In crafting “The Thanksgiving Song,” Rector says it was fun to try to figure out how Thanksgiving music would actually sound.

“I didn’t want to just make it sound like a Christmas song, but I definitely wanted it to feel classic,
shares Rector. “Part of that was in the writing process and trying to imagine a Thanksgiving song. Then, in production I was trying to shape some of the sounds and some of the parts and ended up sounding like something out of a Billy Joel-era, which I love.”

Ben Rector (Photo: Colin Fatke)

For Rector, who is now a father of three with a 3-year-old daughter and is newly born twin boys, the holidays are pivotal for creating memories and starting new traditions.
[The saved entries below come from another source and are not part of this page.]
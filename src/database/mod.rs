//! This module acts as the central hub for all storage-related logic: the
//! record types, the `Store` interface the engine runs against, and its two
//! backends (Postgres for deployment, in-memory for tests and embedding).

pub mod init;
pub mod memory;
pub mod models;
pub mod postgres;

use async_trait::async_trait;
use chrono::NaiveDate;

use models::{
    PlayerStats, Profile, ProfilePatch, Quest, QuestId, QuestPatch, QuestTemplate, StatsPatch,
    StreakHistoryEntry, UserId,
};

/// Failure from a storage backend. Surfaced unchanged through the engine;
/// retry policy, if any, lives behind the backend.
#[derive(Debug, thiserror::Error)]
pub enum StoreError {
    #[error("database error: {0}")]
    Database(#[from] sqlx::Error),
    #[error("invalid stored value: {0}")]
    Invalid(String),
}

/// The record store the engine consumes. Gets return `None`/empty rather
/// than erroring on missing records; only I/O failures are `Err`.
#[async_trait]
pub trait Store: Send + Sync {
    async fn get_profile(&self, user_id: UserId) -> Result<Option<Profile>, StoreError>;
    async fn update_profile(&self, user_id: UserId, patch: ProfilePatch)
        -> Result<(), StoreError>;

    async fn get_stats(&self, user_id: UserId) -> Result<Option<PlayerStats>, StoreError>;
    async fn update_stats(&self, user_id: UserId, patch: StatsPatch) -> Result<(), StoreError>;

    /// All quests for the user on the given day, mandatory first, then in
    /// creation order.
    async fn get_quests(&self, user_id: UserId, date: NaiveDate) -> Result<Vec<Quest>, StoreError>;
    async fn get_quest(&self, quest_id: QuestId) -> Result<Option<Quest>, StoreError>;
    async fn insert_quests(&self, quests: &[Quest]) -> Result<(), StoreError>;
    async fn update_quest(&self, quest_id: QuestId, patch: QuestPatch) -> Result<(), StoreError>;

    async fn get_active_templates(&self) -> Result<Vec<QuestTemplate>, StoreError>;

    /// History entries in `[from, to]` inclusive, newest first.
    async fn get_history(
        &self,
        user_id: UserId,
        from: NaiveDate,
        to: NaiveDate,
    ) -> Result<Vec<StreakHistoryEntry>, StoreError>;
    /// Insert-or-overwrite keyed by (user, date).
    async fn upsert_history(&self, entry: &StreakHistoryEntry) -> Result<(), StoreError>;
}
“I don’t think I’m going to start a trend or anything, but there’s a ton of music for this one holiday [Christmas], and there’s not really any music for other holidays,” says Rector. “I would love to put my name in the hat for having the Thanksgiving song that doesn’t exist.”

Rector adds, “What’s crazy is that there’s so much shared experience around Thanksgiving, and a huge pool of nostalgia for everyone around smells and memories that pop up, so it was just interesting to me that no one wanted to put that into a song. Most people in America have some connections with Thanksgiving.”

Rector hopes “The Thanksgiving Song” brings some warmth and cheer long before Christmas, during a time when people can use all the comfort they can get.

“It just felt like there was some magnetism around it and it was something I wanted to say,” says Rector. “Even in these crazy times it felt like a good thing to say.”